-- MATERIAL PROVIDED follows --
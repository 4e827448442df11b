//! USB Bulk-Only Transport over the bulk IN / bulk OUT pair.
//!
//! 1. Reads a CBW from bulk OUT and hands its command block to [`Scsi`]
//! 1. Moves the data phase one packet at a time in the CBW's direction
//! 1. Terminates a short IN data phase with a zero-length packet when needed
//! 1. Receives and discards OUT data the command did not consume
//! 1. Sends the CSW with the data residue
mod command_block_wrapper;
mod command_status_wrapper;

pub use command_block_wrapper::CommandBlockWrapper;
pub use command_status_wrapper::{CommandStatus, CommandStatusWrapper};

use crate::block_device::BlockDevice;
use crate::bus::Endpoints;
use crate::endpoint::Direction;
use crate::error::ScsiError;
use crate::hw::{Sie, SystemClock};
use crate::logging::*;
use crate::scsi::Scsi;
use crate::MAX_PKT_SIZE;

#[derive(Clone, Copy, Eq, PartialEq, Debug)]
pub enum State {
    /// Waiting for a command block wrapper to arrive on bulk OUT.
    Command,
    /// Moving data in the direction the CBW announced.
    Data,
    /// The IN data phase stopped short of the announced length right after a full
    /// packet (or before any data). Sends a ZLP then moves to Status.
    NeedZlp,
    /// The OUT data phase ended before the announced length was consumed. The
    /// rest of the host's data is received and dropped; the residue stays.
    Discard,
    /// Sends the command status wrapper and returns to Command.
    Status,
}

impl From<ScsiError> for CommandStatus {
    fn from(e: ScsiError) -> CommandStatus {
        match e {
            ScsiError::Failed => CommandStatus::Failed,
            ScsiError::Structural => CommandStatus::PhaseError,
        }
    }
}

pub struct BulkOnlyIface<B: BlockDevice> {
    scsi: Scsi<B>,
    state: State,
    direction: Direction,
    tag: u32,
    transfer_length: u32,
    transferred: u32,
    /// OUT bytes still to drop in [`State::Discard`].
    to_discard: u32,
    status: CommandStatus,
    /// Tracks if the last IN packet was full. Used to decide on a ZLP.
    last_packet_full: bool,
}

impl<B: BlockDevice> BulkOnlyIface<B> {
    pub fn new(scsi: Scsi<B>) -> Self {
        BulkOnlyIface {
            scsi,
            state: State::Command,
            direction: Direction::Out,
            tag: 0,
            transfer_length: 0,
            transferred: 0,
            to_discard: 0,
            status: CommandStatus::Passed,
            last_packet_full: false,
        }
    }

    pub fn state(&self) -> State { self.state }

    pub fn scsi(&self) -> &Scsi<B> { &self.scsi }

    pub fn scsi_mut(&mut self) -> &mut Scsi<B> { &mut self.scsi }

    pub fn enable<S: Sie>(&mut self, bus: &mut Endpoints<S>) {
        bus.enable_bulk();
        self.reset(bus);
    }

    pub fn disable<S: Sie>(&mut self, bus: &mut Endpoints<S>) {
        bus.disable_bulk();
        self.reset(bus);
    }

    pub fn reconfigure<S: Sie>(&mut self, bus: &mut Endpoints<S>) {
        self.disable(bus);
        self.enable(bus);
    }

    /// Bulk-Only Mass Storage Reset: back to waiting for a CBW. Packets already
    /// received for the abandoned command are dropped so they are not taken for
    /// CBWs. Endpoint toggles and halt state are left alone.
    pub fn reset<S: Sie>(&mut self, bus: &mut Endpoints<S>) {
        if self.state != State::Command {
            trace_bot!("reset from {:?}", self.state);
        }
        let mut dropped = 0;
        while let Some(id) = bus.bulk_out_pop() {
            bus.release(id);
            dropped += 1;
        }
        if dropped != 0 {
            log::debug!("reset dropped {} bulk OUT packets", dropped);
        }
        self.scsi.abort();
        self.set_state(State::Command);
    }

    /// Advances the transport as far as packets and endpoint space allow.
    pub fn process<S: Sie, C: SystemClock>(&mut self, bus: &mut Endpoints<S>, clock: &C) {
        while self.step(bus, clock) {}
    }

    fn set_state(&mut self, state: State) {
        if self.state != state {
            trace_bot!("{:?} -> {:?}", self.state, state);
        }
        self.state = state;
    }

    /// One unit of work. Returns whether anything happened.
    fn step<S: Sie, C: SystemClock>(&mut self, bus: &mut Endpoints<S>, clock: &C) -> bool {
        match self.state {
            State::Command => self.command(bus),
            State::Data if self.direction == Direction::In => self.data_in(bus, clock),
            State::Data => self.data_out(bus, clock),
            State::NeedZlp => self.zlp(bus),
            State::Discard => self.discard(bus),
            State::Status => self.send_status(bus),
        }
    }

    fn remaining(&self) -> u32 { self.transfer_length - self.transferred }

    /// Ends the data phase (or skips it) with `status`.
    fn finish(&mut self, status: CommandStatus) {
        self.status = status;
        let short = self.transferred < self.transfer_length;
        if self.direction == Direction::In && short && self.last_packet_full {
            self.set_state(State::NeedZlp);
        } else if self.direction == Direction::Out && short {
            // the host still sends everything the CBW announced
            self.to_discard = self.remaining();
            self.set_state(State::Discard);
        } else {
            self.set_state(State::Status);
        }
    }

    fn command<S: Sie>(&mut self, bus: &mut Endpoints<S>) -> bool {
        let Some(id) = bus.bulk_out_pop() else { return false };
        let cbw = CommandBlockWrapper::parse(bus.pool.packet(id).data());
        bus.release(id);
        let Some(cbw) = cbw else {
            // Host expects a stall on bulk IN
            log::warn!("invalid CBW, stalling bulk IN");
            bus.stall_bulk_in();
            return true;
        };
        trace_bot!("CBW tag {:#x} {:?} {} bytes lun {}", cbw.tag, cbw.direction, cbw.data_transfer_length, cbw.lun);

        self.direction = cbw.direction;
        self.tag = cbw.tag;
        self.transfer_length = cbw.data_transfer_length;
        self.transferred = 0;
        // A data phase that produces nothing still needs a short packet.
        self.last_packet_full = true;

        match self.scsi.request(cbw.lun, cbw.command()) {
            Ok(()) if self.transfer_length != 0 => {
                self.status = CommandStatus::Passed;
                self.set_state(State::Data);
            }
            Ok(()) => self.finish(CommandStatus::Passed),
            Err(e) => self.finish(e.into()),
        }
        true
    }

    fn data_out<S: Sie, C: SystemClock>(&mut self, bus: &mut Endpoints<S>, clock: &C) -> bool {
        let Some(id) = bus.bulk_out_pop() else { return false };
        let data = bus.pool.packet(id).data();
        let host_done = data.len() < MAX_PKT_SIZE;
        let count = data.len().min(self.remaining() as usize);
        let result = self.scsi.write(&data[..count], clock);
        bus.release(id);
        match result {
            Ok(n) => {
                self.transferred += (n as u32).min(self.remaining());
                if self.remaining() == 0 || self.scsi.done() {
                    self.finish(CommandStatus::Passed);
                }
            }
            Err(e) => self.finish(e.into()),
        }
        if host_done && self.state == State::Discard {
            self.set_state(State::Status);
        }
        true
    }

    fn data_in<S: Sie, C: SystemClock>(&mut self, bus: &mut Endpoints<S>, clock: &C) -> bool {
        if self.scsi.done() {
            self.finish(CommandStatus::Passed);
            return true;
        }
        if !bus.bulk_in.can_send() {
            return false;
        }
        let Some(id) = bus.pool.acquire() else { return false };
        let size = (self.remaining() as usize).min(MAX_PKT_SIZE);
        let pkt = bus.pool.packet_mut(id);
        match self.scsi.read(&mut pkt.buf[..size], clock) {
            Ok(0) => {
                bus.release(id);
                // nothing ready from the block device yet
                if self.scsi.done() {
                    self.finish(CommandStatus::Passed);
                    return true;
                }
                false
            }
            Ok(n) => {
                pkt.count = n;
                bus.bulk_in_send(id);
                self.transferred += n as u32;
                self.last_packet_full = n == MAX_PKT_SIZE;
                if self.remaining() == 0 || self.scsi.done() {
                    self.finish(CommandStatus::Passed);
                }
                true
            }
            Err(e) => {
                bus.release(id);
                self.finish(e.into());
                true
            }
        }
    }

    fn discard<S: Sie>(&mut self, bus: &mut Endpoints<S>) -> bool {
        let Some(id) = bus.bulk_out_pop() else { return false };
        let count = bus.pool.packet(id).count;
        bus.release(id);
        self.to_discard -= (count as u32).min(self.to_discard);
        // a short packet ends the transfer early
        if self.to_discard == 0 || count < MAX_PKT_SIZE {
            self.set_state(State::Status);
        }
        true
    }

    fn zlp<S: Sie>(&mut self, bus: &mut Endpoints<S>) -> bool {
        if !bus.bulk_in.can_send() {
            return false;
        }
        let Some(id) = bus.pool.acquire() else { return false };
        bus.pool.packet_mut(id).count = 0;
        bus.bulk_in_send(id);
        self.set_state(State::Status);
        true
    }

    fn send_status<S: Sie>(&mut self, bus: &mut Endpoints<S>) -> bool {
        if !bus.bulk_in.can_send() {
            return false;
        }
        let Some(id) = bus.pool.acquire() else { return false };
        let csw = CommandStatusWrapper { tag: self.tag, data_residue: self.remaining(), status: self.status };
        trace_bot!("CSW {:?}", csw);
        let pkt = bus.pool.packet_mut(id);
        pkt.buf[..command_status_wrapper::LEN].copy_from_slice(&csw.to_bytes());
        pkt.count = command_status_wrapper::LEN;
        bus.bulk_in_send(id);
        self.set_state(State::Command);
        true
    }
}
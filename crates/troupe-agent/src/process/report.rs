use std::collections::BTreeMap;

use serde::{Deserialize, Serialize};

use troupe_core::types::TaskStatus;

use crate::graph::TaskResult;

/// Summary of one executor run.
#[derive(Debug, Clone, Serialize, Deserialize, PartialEq)]
pub struct RunReport {
    pub mode: String,
    /// One result per task, in insertion order.
    pub results: Vec<TaskResult>,
    /// Task whose failure stopped a sequential run.
    #[serde(default)]
    pub halted_by: Option<String>,
    #[serde(default)]
    pub cancelled: bool,
    /// Output of the last task that completed, in insertion order.
    #[serde(default)]
    pub final_output: Option<String>,
    pub elapsed_ms: u64,
}

impl RunReport {
    pub(crate) fn new(mode: &str, results: Vec<TaskResult>, elapsed_ms: u64) -> Self {
        let final_output = results
            .iter()
            .rev()
            .find_map(|r| r.raw().map(String::from));
        Self {
            mode: mode.to_string(),
            results,
            halted_by: None,
            cancelled: false,
            final_output,
            elapsed_ms,
        }
    }

    pub fn get(&self, task: &str) -> Option<&TaskResult> {
        self.results.iter().find(|r| r.task == task)
    }

    pub fn status(&self, task: &str) -> Option<TaskStatus> {
        self.get(task).map(|r| r.status)
    }

    /// Raw outputs of completed tasks, by name.
    pub fn outputs(&self) -> BTreeMap<String, String> {
        self.results
            .iter()
            .filter_map(|r| r.raw().map(|raw| (r.task.clone(), raw.to_string())))
            .collect()
    }

    /// Every task completed.
    pub fn succeeded(&self) -> bool {
        self.results.iter().all(|r| r.status == TaskStatus::Completed)
    }

    pub fn count(&self, status: TaskStatus) -> usize {
        self.results.iter().filter(|r| r.status == status).count()
    }
}
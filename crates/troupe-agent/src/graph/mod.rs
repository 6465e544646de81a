//! Task graph: tasks, their `context_tasks` dependencies, and results.
//!
//! The `TaskGraph` keeps tasks in insertion order. Validation rejects unknown
//! dependencies and cycles before anything runs; `ready_tasks()` yields the
//! pending tasks whose dependencies have all completed, in insertion order.
//! A failed task marks its pending dependents `skipped`, transitively.

pub mod result;
pub mod task_graph;

pub use result::{TaskOutcome, TaskOutput, TaskResult, CONTEXT_DIVIDER};
pub use task_graph::{ReadyTasks, TaskGraph};
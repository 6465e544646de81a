use std::time::Duration;

use tokio::time::Instant;

use troupe_core::error::{Result, TroupeError};

/// Depth and time allowance carried down one handoff chain.
///
/// The deadline is fixed when the top-level invocation starts and is shared
/// by every hop beneath it. Depth is consumed one per hop.
#[derive(Debug, Clone, Copy, PartialEq, Eq)]
pub struct HandoffBudget {
    pub max_depth: usize,
    pub remaining_depth: usize,
    pub started: Instant,
    pub deadline: Instant,
}

/// Allowances are capped here so the deadline always fits in an `Instant`.
const FAR_FUTURE: Duration = Duration::from_secs(86400 * 365 * 30);

impl HandoffBudget {
    pub fn new(max_depth: usize, allowance: Duration) -> Self {
        let started = Instant::now();
        let deadline = started + allowance.min(FAR_FUTURE);
        Self {
            max_depth,
            remaining_depth: max_depth,
            started,
            deadline,
        }
    }

    pub fn remaining_time(&self) -> Duration {
        self.deadline.saturating_duration_since(Instant::now())
    }

    pub fn is_expired(&self) -> bool {
        self.remaining_time().is_zero()
    }

    pub fn elapsed(&self) -> Duration {
        self.started.elapsed()
    }

    /// Hops taken so far.
    pub fn hops(&self) -> usize {
        self.max_depth - self.remaining_depth
    }

    /// Budget for the next hop, or `HandoffDepth` if none is left.
    pub fn consume_hop(&self) -> Result<Self> {
        if self.remaining_depth == 0 {
            return Err(TroupeError::HandoffDepth {
                max_depth: self.max_depth,
                hops: self.hops() + 1,
            });
        }
        Ok(Self {
            remaining_depth: self.remaining_depth - 1,
            ..*self
        })
    }

    /// Same deadline, full depth. Used when a new task starts its own chain.
    pub fn with_fresh_depth(&self) -> Self {
        Self {
            remaining_depth: self.max_depth,
            ..*self
        }
    }
}

#[cfg(test)]
mod tests {
    use super::*;

    #[test]
    fn depth_is_consumed_per_hop() {
        let budget = HandoffBudget::new(2, Duration::from_secs(60));
        let one = budget.consume_hop().unwrap();
        let two = one.consume_hop().unwrap();
        assert_eq!(two.remaining_depth, 0);
        assert_eq!(two.hops(), 2);
        match two.consume_hop().unwrap_err() {
            TroupeError::HandoffDepth { max_depth, hops } => {
                assert_eq!(max_depth, 2);
                assert_eq!(hops, 3);
            }
            other => panic!("unexpected error: {:?}", other),
        }
    }

    #[test]
    fn deadline_survives_hops() {
        let budget = HandoffBudget::new(3, Duration::from_secs(60));
        let next = budget.consume_hop().unwrap();
        assert_eq!(next.deadline, budget.deadline);
        assert_eq!(next.with_fresh_depth().remaining_depth, 3);
    }

    #[test]
    fn huge_allowance_is_capped() {
        let budget = HandoffBudget::new(3, Duration::from_secs(u64::MAX));
        assert!(!budget.is_expired());
        assert!(budget.remaining_time() <= FAR_FUTURE);
        assert!(budget.remaining_time() > Duration::from_secs(86400 * 365));
    }

    #[test]
    fn zero_allowance_is_expired() {
        let budget = HandoffBudget::new(3, Duration::ZERO);
        assert!(budget.is_expired());
        assert_eq!(budget.remaining_time(), Duration::ZERO);
    }
}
-- MATERIAL PROVIDED concluded --
TASK STATEMENT: Find every line in the records that has the word "CommandBlockWrapper". Copy those lines.

EXERCISE RESULT:
pub use command_block_wrapper::CommandBlockWrapper;
        let cbw = CommandBlockWrapper::parse(bus.pool.packet(id).data());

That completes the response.